Problem description —
Reproduce the full listing that appears beneath this instruction exactly.
* * *
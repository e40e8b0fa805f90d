use std::fmt;

use rustc_hash::FxHashMap;

use crate::elementor::Element;

#[derive(Debug, Clone, Copy, PartialEq, Eq, PartialOrd, Ord)]
pub enum Severity {
    Warning,
    Error,
}

#[derive(Debug, Clone, PartialEq)]
pub struct Issue {
    pub severity: Severity,
    /// Slash-separated element ids from the top-level section down.
    pub path: String,
    pub message: String,
}

#[derive(Debug, Clone, Default, PartialEq)]
pub struct Report {
    pub issues: Vec<Issue>,
}

/// Column sizes in a row may sum to slightly over 100 (`33.4 * 3`).
const COLUMN_SLACK: f64 = 0.5;

impl Report {
    pub fn has_errors(&self) -> bool {
        self.issues.iter().any(|i| i.severity == Severity::Error)
    }

    pub fn errors(&self) -> impl Iterator<Item = &Issue> {
        self.issues.iter().filter(|i| i.severity == Severity::Error)
    }

    pub fn warnings(&self) -> impl Iterator<Item = &Issue> {
        self.issues.iter().filter(|i| i.severity == Severity::Warning)
    }

    pub fn is_clean(&self) -> bool {
        self.issues.is_empty()
    }

    /// Folds `other`'s issues into `self`, prefixing their paths.
    pub fn absorb(&mut self, prefix: &str, other: Report) {
        self.issues.extend(other.issues.into_iter().map(|mut issue| {
            issue.path = format!("{prefix}:{}", issue.path);
            issue
        }));
    }

    fn push(&mut self, severity: Severity, path: &[&str], message: impl Into<String>) {
        self.issues.push(Issue { severity, path: path.join("/"), message: message.into() });
    }
}

impl fmt::Display for Issue {
    fn fmt(&self, f: &mut fmt::Formatter<'_>) -> fmt::Result {
        let level = match self.severity {
            Severity::Warning => "warning",
            Severity::Error => "error",
        };

        write!(f, "{level}: {} ({})", self.message, self.path)
    }
}

/// Checks the structural well-formedness of one page's section list.
pub fn check(sections: &[Element]) -> Report {
    let mut report = Report::default();
    let mut ids: FxHashMap<&str, usize> = FxHashMap::default();
    let mut path = vec![];
    for section in sections {
        if !section.is_section() {
            report.push(Severity::Error, &[section.id()], format!(
                "top-level element is a {}, not a section", section.kind()
            ));
        }

        visit(section, &mut path, &mut ids, &mut report);
    }

    let mut duplicates: Vec<_> = ids.into_iter().filter(|(_, n)| *n > 1).collect();
    duplicates.sort();
    for (id, n) in duplicates {
        report.push(Severity::Error, &[id], format!("element id used {n} times"));
    }

    report
}

fn visit<'a>(
    element: &'a Element,
    path: &mut Vec<&'a str>,
    ids: &mut FxHashMap<&'a str, usize>,
    report: &mut Report,
) {
    path.push(element.id());
    if element.id().is_empty() {
        report.push(Severity::Error, path, format!("{} without an id", element.kind()));
    } else {
        *ids.entry(element.id()).or_default() += 1;
    }

    match element {
        Element::Widget(widget) => {
            if widget.widget_type.trim().is_empty() {
                report.push(Severity::Error, path, "widget without a widgetType");
            }

            if widget.settings.is_empty() {
                report.push(Severity::Error, path, format!(
                    "`{}` widget has empty settings", widget.widget_type
                ));
            }

            if !widget.elements.is_empty() {
                report.push(Severity::Error, path, "widget has child elements");
            }
        }
        Element::Section(section) => {
            if section.elements.iter().any(|e| !e.is_column()) {
                report.push(Severity::Error, path, "section contains a non-column element");
            }

            let mut total = 0.0;
            for column in section.elements.iter().filter(|e| e.is_column()) {
                match column.column_size() {
                    Some(size) => total += size,
                    None => report.push(Severity::Warning, path, format!(
                        "column `{}` has no _column_size", column.id()
                    )),
                }
            }

            if total > 100.0 + COLUMN_SLACK {
                report.push(Severity::Warning, path, format!(
                    "column sizes sum to {total}, more than 100"
                ));
            }
        }
        Element::Column(column) => {
            if column.elements.iter().any(|e| e.is_column()) {
                report.push(Severity::Error, path, "column contains a column");
            }
        }
    }

    for child in element.children() {
        visit(child, path, ids, report);
    }

    path.pop();
}

#[cfg(test)]
mod tests {
    use super::*;
    use crate::settings;

    fn page() -> Vec<Element> {
        vec![Element::section("s1", settings! {}, vec![
            Element::column("c1", 50, vec![
                Element::widget("w1", "cholot-title", settings! { "title": "Asbest" }),
            ]),
            Element::column("c2", 50, vec![
                Element::widget("w2", "text-editor", settings! { "editor": "<p>x</p>" }),
            ]),
        ])]
    }

    #[test]
    fn clean_page_has_no_issues() {
        assert!(check(&page()).is_clean());
    }

    #[test]
    fn flags_duplicate_ids_and_empty_settings() {
        let mut sections = page();
        sections[0].children_mut()[1].children_mut()[0] = Element::widget("w1", "image", settings! {});

        let report = check(&sections);
        assert!(report.has_errors());
        let messages: Vec<_> = report.errors().map(|i| i.message.as_str()).collect();
        assert!(messages.contains(&"`image` widget has empty settings"), "{messages:?}");
        assert!(messages.contains(&"element id used 2 times"), "{messages:?}");

        let empty = report.errors().find(|i| i.message.contains("empty settings")).unwrap();
        assert_eq!(empty.path, "s1/c2/w1");
    }

    #[test]
    fn warns_on_oversized_rows() {
        let mut sections = page();
        sections[0].children_mut()[1].settings_mut().insert("_column_size".into(), 66.into());

        let report = check(&sections);
        assert!(!report.has_errors());
        assert_eq!(report.warnings().count(), 1);

        let mut thirds = page();
        let column = thirds[0].children()[0].clone();
        thirds[0].children_mut().push(column);
        for (i, c) in thirds[0].children_mut().iter_mut().enumerate() {
            c.set_id(format!("c{i}"));
            c.settings_mut().insert("_column_size".into(), serde_json::json!(33.4));
            c.children_mut()[0].set_id(format!("w{i}"));
        }

        assert!(check(&thirds).is_clean());
    }

    #[test]
    fn flags_misplaced_elements() {
        let stray = Element::widget("w9", "cholot-title", settings! { "title": "x" });
        let mut sections = page();
        sections[0].children_mut().push(stray.clone());
        sections.push(stray);

        let report = check(&sections);
        let messages: Vec<_> = report.errors().map(|i| i.message.clone()).collect();
        assert!(messages.iter().any(|m| m == "section contains a non-column element"));
        assert!(messages.iter().any(|m| m == "top-level element is a widget, not a section"));
    }
}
* * *
Response for this exercise —
repository e40e8b0fa805f90d
use std::fmt;

use rustc_hash::FxHashMap;

use crate::elementor::Element;

#[derive(Debug, Clone, Copy, PartialEq, Eq, PartialOrd, Ord)]
pub enum Severity {
    Warning,
    Error,
}

#[derive(Debug, Clone, PartialEq)]
pub struct Issue {
    pub severity: Severity,
    /// Slash-separated element ids from the top-level section down.
    pub path: String,
    pub message: String,
}

#[derive(Debug, Clone, Default, PartialEq)]
pub struct Report {
    pub issues: Vec<Issue>,
}

/// Column sizes in a row may sum to slightly over 100 (`33.4 * 3`).
const COLUMN_SLACK: f64 = 0.5;

impl Report {
    pub fn has_errors(&self) -> bool {
        self.issues.iter().any(|i| i.severity == Severity::Error)
    }

    pub fn errors(&self) -> impl Iterator<Item = &Issue> {
        self.issues.iter().filter(|i| i.severity == Severity::Error)
    }

    pub fn warnings(&self) -> impl Iterator<Item = &Issue> {
        self.issues.iter().filter(|i| i.severity == Severity::Warning)
    }

    pub fn is_clean(&self) -> bool {
        self.issues.is_empty()
    }

    /// Folds `other`'s issues into `self`, prefixing their paths.
    pub fn absorb(&mut self, prefix: &str, other: Report) {
        self.issues.extend(other.issues.into_iter().map(|mut issue| {
            issue.path = format!("{prefix}:{}", issue.path);
            issue
        }));
    }

    fn push(&mut self, severity: Severity, path: &[&str], message: impl Into<String>) {
        self.issues.push(Issue { severity, path: path.join("/"), message: message.into() });
    }
}

impl fmt::Display for Issue {
    fn fmt(&self, f: &mut fmt::Formatter<'_>) -> fmt::Result {
        let level = match self.severity {
            Severity::Warning => "warning",
            Severity::Error => "error",
        };

        write!(f, "{level}: {} ({})", self.message, self.path)
    }
}

/// Checks the structural well-formedness of one page's section list.
pub fn check(sections: &[Element]) -> Report {
    let mut report = Report::default();
    let mut ids: FxHashMap<&str, usize> = FxHashMap::default();
    let mut path = vec![];
    for section in sections {
        if !section.is_section() {
            report.push(Severity::Error, &[section.id()], format!(
                "top-level element is a {}, not a section", section.kind()
            ));
        }

        visit(section, &mut path, &mut ids, &mut report);
    }

    let mut duplicates: Vec<_> = ids.into_iter().filter(|(_, n)| *n > 1).collect();
    duplicates.sort();
    for (id, n) in duplicates {
        report.push(Severity::Error, &[id], format!("element id used {n} times"));
    }

    report
}

fn visit<'a>(
    element: &'a Element,
    path: &mut Vec<&'a str>,
    ids: &mut FxHashMap<&'a str, usize>,
    report: &mut Report,
) {
    path.push(element.id());
    if element.id().is_empty() {
        report.push(Severity::Error, path, format!("{} without an id", element.kind()));
    } else {
        *ids.entry(element.id()).or_default() += 1;
    }

    match element {
        Element::Widget(widget) => {
            if widget.widget_type.trim().is_empty() {
                report.push(Severity::Error, path, "widget without a widgetType");
            }

            if widget.settings.is_empty() {
                report.push(Severity::Error, path, format!(
                    "`{}` widget has empty settings", widget.widget_type
                ));
            }

            if !widget.elements.is_empty() {
                report.push(Severity::Error, path, "widget has child elements");
            }
        }
        Element::Section(section) => {
            if section.elements.iter().any(|e| !e.is_column()) {
                report.push(Severity::Error, path, "section contains a non-column element");
            }

            let mut total = 0.0;
            for column in section.elements.iter().filter(|e| e.is_column()) {
                match column.column_size() {
                    Some(size) => total += size,
                    None => report.push(Severity::Warning, path, format!(
                        "column `{}` has no _column_size", column.id()
                    )),
                }
            }

            if total > 100.0 + COLUMN_SLACK {
                report.push(Severity::Warning, path, format!(
                    "column sizes sum to {total}, more than 100"
                ));
            }
        }
        Element::Column(column) => {
            if column.elements.iter().any(|e| e.is_column()) {
                report.push(Severity::Error, path, "column contains a column");
            }
        }
    }

    for child in element.children() {
        visit(child, path, ids, report);
    }

    path.pop();
}

#[cfg(test)]
mod tests {
    use super::*;
    use crate::settings;

    fn page() -> Vec<Element> {
        vec![Element::section("s1", settings! {}, vec![
            Element::column("c1", 50, vec![
                Element::widget("w1", "cholot-title", settings! { "title": "Asbest" }),
            ]),
            Element::column("c2", 50, vec![
                Element::widget("w2", "text-editor", settings! { "editor": "<p>x</p>" }),
            ]),
        ])]
    }

    #[test]
    fn clean_page_has_no_issues() {
        assert!(check(&page()).is_clean());
    }

    #[test]
    fn flags_duplicate_ids_and_empty_settings() {
        let mut sections = page();
        sections[0].children_mut()[1].children_mut()[0] = Element::widget("w1", "image", settings! {});

        let report = check(&sections);
        assert!(report.has_errors());
        let messages: Vec<_> = report.errors().map(|i| i.message.as_str()).collect();
        assert!(messages.contains(&"`image` widget has empty settings"), "{messages:?}");
        assert!(messages.contains(&"element id used 2 times"), "{messages:?}");

        let empty = report.errors().find(|i| i.message.contains("empty settings")).unwrap();
        assert_eq!(empty.path, "s1/c2/w1");
    }

    #[test]
    fn warns_on_oversized_rows() {
        let mut sections = page();
        sections[0].children_mut()[1].settings_mut().insert("_column_size".into(), 66.into());

        let report = check(&sections);
        assert!(!report.has_errors());
        assert_eq!(report.warnings().count(), 1);

        let mut thirds = page();
        let column = thirds[0].children()[0].clone();
        thirds[0].children_mut().push(column);
        for (i, c) in thirds[0].children_mut().iter_mut().enumerate() {
            c.set_id(format!("c{i}"));
            c.settings_mut().insert("_column_size".into(), serde_json::json!(33.4));
            c.children_mut()[0].set_id(format!("w{i}"));
        }

        assert!(check(&thirds).is_clean());
    }

    #[test]
    fn flags_misplaced_elements() {
        let stray = Element::widget("w9", "cholot-title", settings! { "title": "x" });
        let mut sections = page();
        sections[0].children_mut().push(stray.clone());
        sections.push(stray);

        let report = check(&sections);
        let messages: Vec<_> = report.errors().map(|i| i.message.clone()).collect();
        assert!(messages.iter().any(|m| m == "section contains a non-column element"));
        assert!(messages.iter().any(|m| m == "top-level element is a widget, not a section"));
    }
}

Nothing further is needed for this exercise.